[SUPPLIED RECORDS]

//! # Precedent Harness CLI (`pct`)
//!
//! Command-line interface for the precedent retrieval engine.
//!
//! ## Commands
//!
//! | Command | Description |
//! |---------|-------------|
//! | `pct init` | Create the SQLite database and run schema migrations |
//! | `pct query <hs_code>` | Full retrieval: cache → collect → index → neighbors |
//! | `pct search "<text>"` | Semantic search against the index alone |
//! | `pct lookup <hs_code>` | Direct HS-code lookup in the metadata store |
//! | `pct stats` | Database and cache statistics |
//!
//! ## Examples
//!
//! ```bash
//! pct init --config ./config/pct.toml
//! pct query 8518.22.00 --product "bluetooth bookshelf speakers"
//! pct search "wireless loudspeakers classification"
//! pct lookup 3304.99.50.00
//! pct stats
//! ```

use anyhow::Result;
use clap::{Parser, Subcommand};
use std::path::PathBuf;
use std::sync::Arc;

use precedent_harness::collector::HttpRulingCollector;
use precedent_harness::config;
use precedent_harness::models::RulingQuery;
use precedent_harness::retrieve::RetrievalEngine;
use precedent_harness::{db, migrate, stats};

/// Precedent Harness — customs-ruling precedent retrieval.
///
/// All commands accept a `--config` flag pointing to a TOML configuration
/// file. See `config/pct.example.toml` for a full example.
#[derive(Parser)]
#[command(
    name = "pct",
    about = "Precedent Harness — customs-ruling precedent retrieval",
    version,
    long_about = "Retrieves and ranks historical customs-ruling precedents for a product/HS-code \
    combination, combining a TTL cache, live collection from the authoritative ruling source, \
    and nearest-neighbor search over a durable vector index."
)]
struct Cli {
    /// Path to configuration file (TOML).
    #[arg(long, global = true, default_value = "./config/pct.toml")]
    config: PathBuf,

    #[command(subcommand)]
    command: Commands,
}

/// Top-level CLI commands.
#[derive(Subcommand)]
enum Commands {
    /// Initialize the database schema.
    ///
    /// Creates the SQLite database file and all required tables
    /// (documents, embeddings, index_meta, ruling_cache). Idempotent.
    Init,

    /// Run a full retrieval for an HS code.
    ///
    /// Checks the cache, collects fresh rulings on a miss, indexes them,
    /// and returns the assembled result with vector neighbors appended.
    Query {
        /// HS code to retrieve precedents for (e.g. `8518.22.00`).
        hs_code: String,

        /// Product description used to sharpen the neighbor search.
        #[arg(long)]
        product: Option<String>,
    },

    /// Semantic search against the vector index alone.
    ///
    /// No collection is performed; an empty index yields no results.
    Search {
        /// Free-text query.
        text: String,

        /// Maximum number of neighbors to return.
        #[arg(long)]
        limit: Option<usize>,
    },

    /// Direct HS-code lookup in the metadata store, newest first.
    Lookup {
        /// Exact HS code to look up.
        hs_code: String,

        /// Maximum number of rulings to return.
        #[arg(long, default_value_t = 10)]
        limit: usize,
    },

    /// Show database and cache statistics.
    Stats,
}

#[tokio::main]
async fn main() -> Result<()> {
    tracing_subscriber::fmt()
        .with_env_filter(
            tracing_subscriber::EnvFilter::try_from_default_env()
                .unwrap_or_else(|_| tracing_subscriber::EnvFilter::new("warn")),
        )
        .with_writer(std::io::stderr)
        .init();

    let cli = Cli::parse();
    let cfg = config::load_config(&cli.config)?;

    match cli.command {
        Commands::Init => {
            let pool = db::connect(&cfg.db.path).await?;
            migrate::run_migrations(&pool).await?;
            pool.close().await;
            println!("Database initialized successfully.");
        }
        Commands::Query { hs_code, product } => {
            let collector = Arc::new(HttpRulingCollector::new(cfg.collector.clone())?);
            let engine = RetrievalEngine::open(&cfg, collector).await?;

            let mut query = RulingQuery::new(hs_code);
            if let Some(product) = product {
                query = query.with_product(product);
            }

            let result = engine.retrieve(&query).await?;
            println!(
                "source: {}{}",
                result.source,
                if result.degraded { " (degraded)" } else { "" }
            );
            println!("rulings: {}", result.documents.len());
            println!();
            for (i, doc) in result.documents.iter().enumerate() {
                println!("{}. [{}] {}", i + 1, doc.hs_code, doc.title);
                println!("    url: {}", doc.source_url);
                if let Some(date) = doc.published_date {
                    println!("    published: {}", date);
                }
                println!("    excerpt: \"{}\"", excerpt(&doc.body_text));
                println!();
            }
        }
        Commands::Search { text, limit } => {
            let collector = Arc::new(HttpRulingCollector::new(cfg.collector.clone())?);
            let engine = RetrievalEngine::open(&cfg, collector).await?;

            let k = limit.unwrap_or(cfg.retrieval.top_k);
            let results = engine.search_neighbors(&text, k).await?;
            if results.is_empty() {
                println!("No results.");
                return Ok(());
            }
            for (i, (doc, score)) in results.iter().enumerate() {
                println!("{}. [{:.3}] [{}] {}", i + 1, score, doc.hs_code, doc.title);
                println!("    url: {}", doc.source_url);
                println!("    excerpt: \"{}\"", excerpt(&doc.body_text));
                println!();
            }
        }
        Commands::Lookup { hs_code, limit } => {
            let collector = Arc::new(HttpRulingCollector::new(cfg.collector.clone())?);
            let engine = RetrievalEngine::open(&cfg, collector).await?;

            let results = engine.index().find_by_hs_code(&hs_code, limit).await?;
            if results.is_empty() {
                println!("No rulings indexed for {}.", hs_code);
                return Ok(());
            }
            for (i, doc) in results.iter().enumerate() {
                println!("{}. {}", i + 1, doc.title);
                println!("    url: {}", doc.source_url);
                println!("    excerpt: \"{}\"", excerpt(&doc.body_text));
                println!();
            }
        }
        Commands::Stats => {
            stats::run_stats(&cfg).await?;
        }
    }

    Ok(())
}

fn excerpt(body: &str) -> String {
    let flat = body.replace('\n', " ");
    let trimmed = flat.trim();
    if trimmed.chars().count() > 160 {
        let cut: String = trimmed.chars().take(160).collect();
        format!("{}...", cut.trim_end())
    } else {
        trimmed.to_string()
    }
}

==

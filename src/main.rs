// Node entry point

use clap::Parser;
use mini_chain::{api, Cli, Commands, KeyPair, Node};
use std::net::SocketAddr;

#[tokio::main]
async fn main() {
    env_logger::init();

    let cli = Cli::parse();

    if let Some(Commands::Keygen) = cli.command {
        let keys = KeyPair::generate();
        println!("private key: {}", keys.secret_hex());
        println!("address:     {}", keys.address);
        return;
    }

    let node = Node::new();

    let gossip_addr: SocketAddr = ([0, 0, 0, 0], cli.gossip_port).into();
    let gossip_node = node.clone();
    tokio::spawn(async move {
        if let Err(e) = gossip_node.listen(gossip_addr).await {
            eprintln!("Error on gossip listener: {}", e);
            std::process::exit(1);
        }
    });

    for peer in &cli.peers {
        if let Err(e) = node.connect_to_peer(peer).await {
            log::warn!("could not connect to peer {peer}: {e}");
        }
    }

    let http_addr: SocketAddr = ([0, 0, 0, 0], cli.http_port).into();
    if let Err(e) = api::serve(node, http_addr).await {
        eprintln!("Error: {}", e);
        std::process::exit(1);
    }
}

[TASK OBJECTIVE] Would you please return all lines from the listing above that contain "flat"?

[YOUR SOLUTION]
    let flat = body.replace('\n', " ");
    let trimmed = flat.trim();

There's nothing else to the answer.